**DATA PROVIDED**

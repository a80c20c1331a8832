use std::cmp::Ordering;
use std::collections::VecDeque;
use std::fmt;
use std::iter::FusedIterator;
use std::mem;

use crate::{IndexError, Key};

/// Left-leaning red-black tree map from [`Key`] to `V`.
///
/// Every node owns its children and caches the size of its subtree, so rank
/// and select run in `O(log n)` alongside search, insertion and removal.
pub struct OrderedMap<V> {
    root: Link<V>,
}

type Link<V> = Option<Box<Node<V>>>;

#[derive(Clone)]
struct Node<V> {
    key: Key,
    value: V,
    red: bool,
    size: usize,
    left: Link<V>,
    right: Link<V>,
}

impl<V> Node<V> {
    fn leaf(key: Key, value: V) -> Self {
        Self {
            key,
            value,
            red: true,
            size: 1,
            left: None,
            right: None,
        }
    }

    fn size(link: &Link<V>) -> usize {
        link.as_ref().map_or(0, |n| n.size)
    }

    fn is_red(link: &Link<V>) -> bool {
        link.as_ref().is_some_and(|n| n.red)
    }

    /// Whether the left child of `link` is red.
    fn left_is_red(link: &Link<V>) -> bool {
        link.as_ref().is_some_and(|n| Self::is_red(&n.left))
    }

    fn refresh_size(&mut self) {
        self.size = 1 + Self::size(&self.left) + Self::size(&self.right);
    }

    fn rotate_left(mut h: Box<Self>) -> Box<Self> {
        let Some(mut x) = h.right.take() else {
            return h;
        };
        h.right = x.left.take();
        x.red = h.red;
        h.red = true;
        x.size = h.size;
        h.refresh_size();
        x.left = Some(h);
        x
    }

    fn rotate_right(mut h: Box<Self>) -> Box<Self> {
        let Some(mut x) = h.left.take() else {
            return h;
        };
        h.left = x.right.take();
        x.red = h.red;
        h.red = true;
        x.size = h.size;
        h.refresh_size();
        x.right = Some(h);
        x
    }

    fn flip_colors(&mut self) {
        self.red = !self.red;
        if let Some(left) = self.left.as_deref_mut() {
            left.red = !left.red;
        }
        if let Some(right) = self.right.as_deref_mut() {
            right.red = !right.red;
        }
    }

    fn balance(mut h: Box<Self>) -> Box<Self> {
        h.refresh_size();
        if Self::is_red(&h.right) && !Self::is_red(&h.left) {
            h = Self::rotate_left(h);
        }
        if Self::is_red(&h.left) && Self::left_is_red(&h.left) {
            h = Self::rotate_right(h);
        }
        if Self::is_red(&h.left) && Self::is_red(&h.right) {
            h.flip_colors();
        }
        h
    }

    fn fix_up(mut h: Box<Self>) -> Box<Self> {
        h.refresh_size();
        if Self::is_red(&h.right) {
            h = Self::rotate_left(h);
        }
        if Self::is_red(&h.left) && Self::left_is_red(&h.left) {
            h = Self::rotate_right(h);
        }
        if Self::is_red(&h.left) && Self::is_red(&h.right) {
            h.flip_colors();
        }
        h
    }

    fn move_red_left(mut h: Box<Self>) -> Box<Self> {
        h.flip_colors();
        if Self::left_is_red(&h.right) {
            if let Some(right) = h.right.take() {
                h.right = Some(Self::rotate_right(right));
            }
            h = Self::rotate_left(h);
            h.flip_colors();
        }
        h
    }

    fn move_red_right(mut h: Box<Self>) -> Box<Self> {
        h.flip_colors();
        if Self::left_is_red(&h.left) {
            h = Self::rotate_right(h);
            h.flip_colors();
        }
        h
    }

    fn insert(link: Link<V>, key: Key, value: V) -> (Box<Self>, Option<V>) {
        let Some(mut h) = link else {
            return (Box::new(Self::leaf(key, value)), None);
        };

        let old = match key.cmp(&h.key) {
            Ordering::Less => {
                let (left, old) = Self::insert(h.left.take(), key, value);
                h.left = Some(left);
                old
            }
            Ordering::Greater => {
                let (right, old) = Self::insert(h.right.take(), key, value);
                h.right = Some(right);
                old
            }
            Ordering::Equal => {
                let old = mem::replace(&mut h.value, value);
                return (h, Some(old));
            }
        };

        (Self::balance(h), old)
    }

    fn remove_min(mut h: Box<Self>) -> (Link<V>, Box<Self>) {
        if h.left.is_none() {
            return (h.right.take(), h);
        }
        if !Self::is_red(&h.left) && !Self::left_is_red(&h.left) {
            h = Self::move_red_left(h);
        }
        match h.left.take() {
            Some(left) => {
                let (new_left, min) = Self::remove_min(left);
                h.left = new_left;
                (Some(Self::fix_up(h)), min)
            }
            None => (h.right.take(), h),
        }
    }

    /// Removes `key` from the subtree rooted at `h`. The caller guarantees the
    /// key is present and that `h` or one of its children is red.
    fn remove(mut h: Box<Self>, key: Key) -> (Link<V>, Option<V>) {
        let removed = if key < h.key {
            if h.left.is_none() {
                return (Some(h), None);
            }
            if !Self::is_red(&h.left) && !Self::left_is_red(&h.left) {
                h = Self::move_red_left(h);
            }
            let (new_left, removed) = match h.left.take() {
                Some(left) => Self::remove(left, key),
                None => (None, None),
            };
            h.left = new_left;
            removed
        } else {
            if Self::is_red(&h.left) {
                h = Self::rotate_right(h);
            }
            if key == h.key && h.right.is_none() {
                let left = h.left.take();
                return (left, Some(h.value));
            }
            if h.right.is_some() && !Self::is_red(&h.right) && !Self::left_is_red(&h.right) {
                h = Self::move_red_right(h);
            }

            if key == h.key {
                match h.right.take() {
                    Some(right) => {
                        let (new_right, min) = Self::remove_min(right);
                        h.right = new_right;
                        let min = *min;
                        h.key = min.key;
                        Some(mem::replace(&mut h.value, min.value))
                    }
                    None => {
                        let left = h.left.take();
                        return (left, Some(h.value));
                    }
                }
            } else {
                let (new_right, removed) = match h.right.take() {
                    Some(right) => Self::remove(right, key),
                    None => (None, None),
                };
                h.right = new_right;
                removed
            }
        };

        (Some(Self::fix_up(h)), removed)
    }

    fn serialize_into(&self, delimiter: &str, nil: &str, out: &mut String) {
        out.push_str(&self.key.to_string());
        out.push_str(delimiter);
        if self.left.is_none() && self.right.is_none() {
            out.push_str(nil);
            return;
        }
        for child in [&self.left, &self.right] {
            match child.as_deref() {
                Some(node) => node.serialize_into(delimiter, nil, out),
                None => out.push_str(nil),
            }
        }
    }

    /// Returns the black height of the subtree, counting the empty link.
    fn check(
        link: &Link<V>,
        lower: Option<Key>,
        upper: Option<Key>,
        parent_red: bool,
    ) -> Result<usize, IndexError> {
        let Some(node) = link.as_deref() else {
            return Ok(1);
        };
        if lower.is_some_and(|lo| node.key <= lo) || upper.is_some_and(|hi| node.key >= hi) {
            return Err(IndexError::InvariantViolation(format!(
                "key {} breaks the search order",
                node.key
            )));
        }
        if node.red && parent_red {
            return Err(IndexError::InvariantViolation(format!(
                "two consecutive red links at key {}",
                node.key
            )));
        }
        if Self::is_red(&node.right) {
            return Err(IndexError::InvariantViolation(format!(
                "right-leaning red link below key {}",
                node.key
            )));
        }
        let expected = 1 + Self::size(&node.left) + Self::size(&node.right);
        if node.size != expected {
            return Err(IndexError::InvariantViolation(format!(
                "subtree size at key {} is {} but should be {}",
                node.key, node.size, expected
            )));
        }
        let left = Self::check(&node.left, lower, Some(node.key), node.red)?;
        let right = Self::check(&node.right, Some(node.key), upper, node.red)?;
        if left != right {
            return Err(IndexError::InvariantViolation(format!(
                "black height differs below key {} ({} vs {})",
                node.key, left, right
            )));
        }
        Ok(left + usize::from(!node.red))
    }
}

...

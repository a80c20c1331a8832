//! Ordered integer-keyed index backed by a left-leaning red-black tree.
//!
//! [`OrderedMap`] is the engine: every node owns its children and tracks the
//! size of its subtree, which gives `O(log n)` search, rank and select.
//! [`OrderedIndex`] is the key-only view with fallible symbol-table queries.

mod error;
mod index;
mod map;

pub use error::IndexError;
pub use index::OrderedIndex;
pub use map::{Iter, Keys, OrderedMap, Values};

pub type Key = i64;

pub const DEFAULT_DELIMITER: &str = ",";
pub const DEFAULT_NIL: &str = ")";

**TASK OBJECTIVE**
Please copy, exactly as written, every line in the listing above from the line with "pub const DEFAULT_DELIMITER: &str" up to and including the line with "pub const DEFAULT_NIL: &str".

**SOLUTION TO THIS TASK**
pub const DEFAULT_DELIMITER: &str = ",";
pub const DEFAULT_NIL: &str = ")";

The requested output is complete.